In their two-decade career, Low have been gratifyingly predictable. Glaciated indie-rock, stoically adorned with hoarse, cascading guitars, droning vocal harmonies – tackling similarly chilling issues of dead lovers and warmongering presidents. It’s fair to say they mirror the encompassing permafrost of their famously cold hometown of Duluth Minnesota, I imagine if a northern Minnesotan winter could sing, it would sound a lot like Low.

That’s not to say it isn’t a unique sound, Low’s numbed take on indie rock tradition has stayed consistently inspiring, and a four year break is just long enough for their sound to be readily welcomed all over again. C’mon is the band’s ninth record, and comes following the bitter, Bush-inspired debilitations of 2007’s Drums & Guns – and it balls up most of that topical rage into a hushed, weary, personal series of stricken rock songs. It’s abstract, but always exhausted, and hints at the same deep hurt that’s always left the trio sounding staggered, half-dead, searching for a warmth to believe in, which fits the bill for most other Low albums. But on a more individualistic level, C’mon’s songs are denser, deeper, and simply better than the bulk of the band’s discography. Those centralized sparks in creativity help lift an album that should be expectedly decent into something that’s quietly great.

The ingredients to C’mon’s success are fairly ordinary. A band that usually turns in 10-or-so good songs developed an inspiration that resulted in an effort consisting of 10-or-so great songs, the Low sound has stayed the same, just worked differently and expanded in new, better ways. Opener “Try to Sleep” thaws out their traditional moroseness with a few chirping sleigh bells (which are amongst the happiest sounds the band has ever committed to tape). The textural “Witches” mixes in a swath of clawing, Neil Young guitars, letting Sparhawk sing from a place of affronted determination rather than the usual bedridden despondency. Centerpiece “Especially Me” has Mimi Parker waxing some of her best poetry over gentle percussive thumps – “Cry me a river /so I can float over to you.”
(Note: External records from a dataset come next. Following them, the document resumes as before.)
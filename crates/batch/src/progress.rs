use std::io::Write;

use lector_core::SupportedFile;

/// Per-file progress callbacks from the batch driver. `index` is 1-based.
pub trait Progress {
    fn started(&mut self, _index: usize, _total: usize, _file: &SupportedFile) {}
    fn finished(&mut self, _index: usize, _total: usize, _file: &SupportedFile, _ok: bool) {}
}

#[derive(Debug, Default, Clone, Copy)]
pub struct NoProgress;

impl Progress for NoProgress {}

const BAR_WIDTH: usize = 24;

/// Redraws a single status line, e.g. `[#########...] 3/8 invoice.pdf`.
pub struct ConsoleProgress<W: Write> {
    out: W,
}

impl ConsoleProgress<std::io::Stderr> {
    pub fn stderr() -> Self {
        Self { out: std::io::stderr() }
    }
}

impl<W: Write> ConsoleProgress<W> {
    pub fn new(out: W) -> Self {
        Self { out }
    }

    pub fn into_inner(self) -> W {
        self.out
    }

    fn draw(&mut self, done: usize, total: usize, label: &str) {
        let filled = if total == 0 { BAR_WIDTH } else { done * BAR_WIDTH / total };
        let bar = format!("{}{}", "#".repeat(filled), ".".repeat(BAR_WIDTH - filled));
        // Progress output is best-effort; a closed stderr must not fail the batch.
        let _ = write!(self.out, "\r\x1b[2K[{bar}] {done}/{total} {label}");
        if done == total {
            let _ = writeln!(self.out);
        }
        let _ = self.out.flush();
    }
}

impl<W: Write> Progress for ConsoleProgress<W> {
    fn started(&mut self, index: usize, total: usize, file: &SupportedFile) {
        self.draw(index - 1, total, &file.file_name());
    }

    fn finished(&mut self, index: usize, total: usize, file: &SupportedFile, ok: bool) {
        let label = if ok { file.file_name() } else { format!("{} (failed)", file.file_name()) };
        self.draw(index, total, &label);
    }
}

#[cfg(test)]
mod tests {
    use super::*;

    #[test]
    fn draws_bar_and_ends_line_on_completion() {
        let a = SupportedFile::new("a.png").unwrap();
        let b = SupportedFile::new("b.pdf").unwrap();
        let mut progress = ConsoleProgress::new(Vec::new());

        progress.started(1, 2, &a);
        progress.finished(1, 2, &a, true);
        progress.started(2, 2, &b);
        progress.finished(2, 2, &b, false);

        let out = String::from_utf8(progress.into_inner()).unwrap();
        assert!(out.contains(&format!("[{}] 0/2 a.png", ".".repeat(BAR_WIDTH))));
        assert!(out.contains(&format!("[{}{}] 1/2 a.png", "#".repeat(12), ".".repeat(12))));
        assert!(out.ends_with(&format!("[{}] 2/2 b.pdf (failed)\n", "#".repeat(BAR_WIDTH))));
    }
}
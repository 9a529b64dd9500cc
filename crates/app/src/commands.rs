use std::path::PathBuf;

use lector_batch::Extractor;
use lector_core::{IMAGE_EXTENSIONS, PDF_EXTENSION};
use serde::Serialize;
use tauri::{AppHandle, Emitter, State};
use tauri_plugin_dialog::{DialogExt, MessageDialogKind};

use crate::{worker, AppState};

#[derive(Debug, Serialize)]
pub struct CommandError {
    pub message: String,
}

impl From<lector_core::ExtractError> for CommandError {
    fn from(e: lector_core::ExtractError) -> Self {
        CommandError { message: e.to_string() }
    }
}

impl CommandError {
    fn rejected(message: impl Into<String>) -> Self {
        CommandError { message: message.into() }
    }
}

fn notify(app: &AppHandle, kind: MessageDialogKind, title: &str, message: impl Into<String>) {
    app.dialog().message(message).kind(kind).title(title).show(|_| {});
}

/// Native file picker filtered to supported formats. `None` when cancelled.
#[tauri::command]
pub async fn pick_file(app: AppHandle) -> Option<String> {
    let all: Vec<&str> = IMAGE_EXTENSIONS.iter().copied().chain([PDF_EXTENSION]).collect();
    app.dialog()
        .file()
        .set_title("Select a file")
        .add_filter("All Supported", &all)
        .add_filter("PDF files", &[PDF_EXTENSION])
        .add_filter("Image files", IMAGE_EXTENSIONS)
        .blocking_pick_file()
        .and_then(|p| p.into_path().ok())
        .map(|p| p.display().to_string())
}

#[tauri::command]
pub async fn pick_folder(app: AppHandle) -> Option<String> {
    app.dialog()
        .file()
        .set_title("Select a folder")
        .blocking_pick_folder()
        .and_then(|p| p.into_path().ok())
        .map(|p| p.display().to_string())
}

#[tauri::command]
pub fn is_processing(state: State<'_, AppState>) -> bool {
    state.slot.is_busy()
}

/// Start processing `path` on a background thread and return immediately.
/// Progress arrives as `log-line`, `status` and `processing-changed` events.
#[tauri::command]
pub async fn process(
    app: AppHandle,
    state: State<'_, AppState>,
    path: String,
) -> Result<(), CommandError> {
    let path = path.trim();
    if path.is_empty() {
        notify(&app, MessageDialogKind::Warning, "No Input", "Please select a file or folder first.");
        return Err(CommandError::rejected("no input selected"));
    }
    let input = PathBuf::from(path);
    if !input.exists() {
        let message = format!("Path does not exist: {path}");
        notify(&app, MessageDialogKind::Error, "Error", message.clone());
        return Err(CommandError::rejected(message));
    }

    let Some(guard) = state.slot.try_acquire(path) else {
        let running = state.slot.current().unwrap_or_default();
        notify(&app, MessageDialogKind::Warning, "Processing", "Already processing. Please wait.");
        return Err(CommandError::rejected(format!("already processing {running}")));
    };
    let extractor = Extractor::from_capabilities(&state.capabilities, &state.settings)?;

    let _ = app.emit("processing-changed", true);
    let worker_app = app.clone();
    let task = tokio::task::spawn_blocking(move || worker::run(worker_app, input, extractor, guard));
    tokio::spawn(async move {
        if let Err(e) = task.await {
            let _ = app.emit("log-line", format!("Processing stopped unexpectedly: {e}"));
            notify(&app, MessageDialogKind::Error, "Error", format!("Processing stopped unexpectedly: {e}"));
        }
    });
    Ok(())
}
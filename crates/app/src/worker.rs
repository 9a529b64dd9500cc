use std::path::{Path, PathBuf};

use lector_batch::{BatchDriver, Extractor, LogContext, Progress, SlotGuard};
use lector_core::SupportedFile;
use tauri::{AppHandle, Emitter};
use tauri_plugin_dialog::{DialogExt, MessageDialogKind};
use tracing::{error, info};

/// Mirrors the batch driver's progress into the window's status line.
struct StatusProgress {
    app: AppHandle,
}

impl Progress for StatusProgress {
    fn started(&mut self, index: usize, total: usize, file: &SupportedFile) {
        set_status(&self.app, format!("Processing {index}/{total}: {}", file.file_name()));
    }
}

fn set_status(app: &AppHandle, status: impl Into<String>) {
    let _ = app.emit("status", status.into());
}

fn display_name(path: &Path) -> String {
    path.file_name()
        .map(|n| n.to_string_lossy().into_owned())
        .unwrap_or_else(|| path.display().to_string())
}

/// Body of the background task. Holds `guard` until the closing dialog is
/// dismissed, so the Process button stays disabled for the whole run. The
/// window is told the run is over when the guard drops, even on a panic.
pub fn run(app: AppHandle, input: PathBuf, extractor: Extractor, guard: SlotGuard) {
    let release_app = app.clone();
    let _guard = guard.on_release(move || {
        let _ = release_app.emit("processing-changed", false);
    });

    let sink_app = app.clone();
    let log = LogContext::builder()
        .sink(move |line| {
            let _ = sink_app.emit("log-line", line);
        })
        .build()
        .unwrap_or_else(|_| LogContext::disabled());
    let driver = BatchDriver::new(extractor);

    log.scope(|| info!("{}", "=".repeat(60)));
    let outcome = if input.is_dir() {
        set_status(&app, format!("Processing folder: {}", display_name(&input)));
        let mut progress = StatusProgress { app: app.clone() };
        match driver.run(&input, &log, &mut progress) {
            Ok(summary) => {
                let _ = app.emit("batch-summary", &summary);
                Ok("Folder processing completed!")
            }
            Err(e) => {
                log.scope(|| error!("Error: {e}"));
                Err(e.to_string())
            }
        }
    } else {
        set_status(&app, format!("Processing file: {}", display_name(&input)));
        if driver.process_path(&input, &log).is_success() {
            Ok("Completed successfully!")
        } else {
            Ok("Processing failed. Check log for details.")
        }
    };
    drop(log);

    let dialog = app.dialog();
    match outcome {
        Ok(status) => {
            set_status(&app, status);
            dialog
                .message("Processing completed! Check the log for details.")
                .kind(MessageDialogKind::Info)
                .title("Complete")
                .blocking_show();
        }
        Err(message) => {
            set_status(&app, "Error occurred during processing");
            dialog
                .message(format!("An error occurred: {message}"))
                .kind(MessageDialogKind::Error)
                .title("Error")
                .blocking_show();
        }
    }
}
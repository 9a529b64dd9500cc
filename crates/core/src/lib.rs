pub mod capability;
pub mod error;
pub mod file;
pub mod settings;

pub use capability::{locate, tool_version, Availability, Capabilities, MissingTool, Tool};
pub use error::ExtractError;
pub use file::{FileKind, SupportedFile, IMAGE_EXTENSIONS, PDF_EXTENSION};
pub use settings::{OcrSettings, RenderSettings, Settings, SettingsError};
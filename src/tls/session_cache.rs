//! C5: Session Cache (spec.md §4.5).
//!
//! A `moka`-backed session cache behind a small provider trait, shaped so
//! an embedder can swap in their own store, wired against the current
//! `rustls::server::StoresServerSessions` trait.

use moka::sync::Cache;
use rustls::server::StoresServerSessions;
use std::sync::{Arc, RwLock};
use std::time::Duration;

/// A pluggable session cache provider (spec.md §4.5's `open/close/add/get/
/// delete/clear/remove/status` interface, trimmed to what rustls's own
/// storage trait actually needs driven).
pub trait SessionCacheProvider: Send + Sync + std::fmt::Debug {
    /// Inserts a session, applying the provider's own timeout.
    fn add(&self, id: Vec<u8>, session: Vec<u8>) -> bool;
    /// Looks up a session by id.
    fn get(&self, id: &[u8]) -> Option<Vec<u8>>;
    /// Removes a session by id, returning it if present.
    fn take(&self, id: &[u8]) -> Option<Vec<u8>>;
}

/// The default in-process provider: a `moka` cache with a fixed TTL.
#[derive(Debug)]
pub struct InternalSessionCache {
    cache: Cache<Vec<u8>, Vec<u8>>,
}

impl InternalSessionCache {
    /// Creates a cache holding up to `capacity` sessions for `ttl` each.
    pub fn new(capacity: u64, ttl: Duration) -> Self {
        InternalSessionCache {
            cache: Cache::builder().max_capacity(capacity).time_to_live(ttl).build(),
        }
    }
}

impl SessionCacheProvider for InternalSessionCache {
    fn add(&self, id: Vec<u8>, session: Vec<u8>) -> bool {
        self.cache.insert(id, session);
        true
    }

    fn get(&self, id: &[u8]) -> Option<Vec<u8>> {
        self.cache.get(id)
    }

    fn take(&self, id: &[u8]) -> Option<Vec<u8>> {
        let v = self.cache.get(id);
        self.cache.invalidate(id);
        v
    }
}

/// Adapts a [`SessionCacheProvider`] to `rustls`'s [`StoresServerSessions`].
///
/// Some real-world FTPS clients (FileZilla among them) expect `take()`
/// semantics on resumption rather than a non-destructive `get()`;
/// rustls's trait only exposes `get`/`put`/`remove`, which this
/// adapter maps straight through - `put` to `add`, `get` to the
/// provider's own `get`, matching the provider interface's behavior
/// rather than rustls's narrower default.
#[derive(Debug)]
pub struct RustlsSessionStore {
    provider: Arc<dyn SessionCacheProvider>,
    /// Bridges sessions across an SNI-induced context swap (spec.md §4.8):
    /// kept independently of `provider` so a VH with no external cache
    /// still preserves in-flight sessions across the swap.
    bridge: RwLock<std::collections::HashMap<Vec<u8>, Vec<u8>>>,
}

impl RustlsSessionStore {
    /// Wraps `provider` for use as a `rustls::ServerConfig::session_storage`.
    pub fn new(provider: Arc<dyn SessionCacheProvider>) -> Self {
        RustlsSessionStore {
            provider,
            bridge: RwLock::new(std::collections::HashMap::new()),
        }
    }

    /// Called by the SNI reconciler (C8) when swapping virtual hosts, to
    /// preserve already-cached sessions across the swap.
    pub fn bridge_put(&self, id: Vec<u8>, session: Vec<u8>) {
        self.bridge.write().unwrap().insert(id, session);
    }
}

impl StoresServerSessions for RustlsSessionStore {
    fn put(&self, key: Vec<u8>, value: Vec<u8>) -> bool {
        self.bridge_put(key.clone(), value.clone());
        self.provider.add(key, value)
    }

    fn get(&self, key: &[u8]) -> Option<Vec<u8>> {
        self.provider.get(key).or_else(|| self.bridge.read().unwrap().get(key).cloned())
    }

    fn take(&self, key: &[u8]) -> Option<Vec<u8>> {
        self.provider.take(key)
    }

    fn can_cache(&self) -> bool {
        true
    }
}

#[cfg(test)]
mod tests {
    use super::*;

    #[test]
    fn internal_cache_round_trips() {
        let c = InternalSessionCache::new(16, Duration::from_secs(60));
        assert!(c.add(vec![1, 2], vec![9, 9]));
        assert_eq!(c.get(&[1, 2]), Some(vec![9, 9]));
    }

    #[test]
    fn take_removes_after_returning() {
        let c = InternalSessionCache::new(16, Duration::from_secs(60));
        c.add(vec![1], vec![2]);
        assert_eq!(c.take(&[1]), Some(vec![2]));
        assert_eq!(c.get(&[1]), None);
    }

    #[test]
    fn bridge_survives_even_without_provider_hit() {
        let store = RustlsSessionStore::new(Arc::new(InternalSessionCache::new(16, Duration::from_secs(60))));
        store.put(vec![5], vec![6]);
        // Simulate the provider losing the entry (e.g. external cache miss)
        // while the in-memory bridge still has it.
        assert_eq!(store.get(&[5]), Some(vec![6]));
    }
}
Most of these songs are anthems of some kind, pushing aside the gentle melancholy of the average Low record in favor of defiance, of bedraggled emotion, of I’m-tired-of-your-shit antagonism. For a band that spends most of their time navel-gazing, it’s a good look, the paired harmonies of Sparhawk and Parker work excitably well in that stronger context, you get the sense that C’mon is a result of the more ruminating anger of Drums & Guns turned inward, it’s specific people and events, rather than concepts – and it boils over into some truly moving songs.

But none more moving than “Nothing But Heart;” the 8-minute penultimate chant towers over the rest of the record in both stature and beauty. The idea behind the song is quite simple, marching guitars, a singular, sculpted lyrical passage, slowly building over the course of that potentially sigh-inducing running-time, but its potency is unmatched. Low has written plenty of long songs over the years, but this one is given full ornamentation, unafraid to rock out in the faces of insecurity. It has a youthful, idealistic brush to it, something that makes repeating “I’m nothing but heart” over and over again a lot more meaningful than it should be, and I think that added element of fleeting teenaged spirit is what turns C’mon into a stroke of greatness. Whatever struggles inspired the record allowed for a bold streak of emotion that was never part of Low’s orbit before. That or they just managed to string together a few really good songs after a career defined by likability rather than magnitude. Whatever the case, it’ll probably take you by surprise.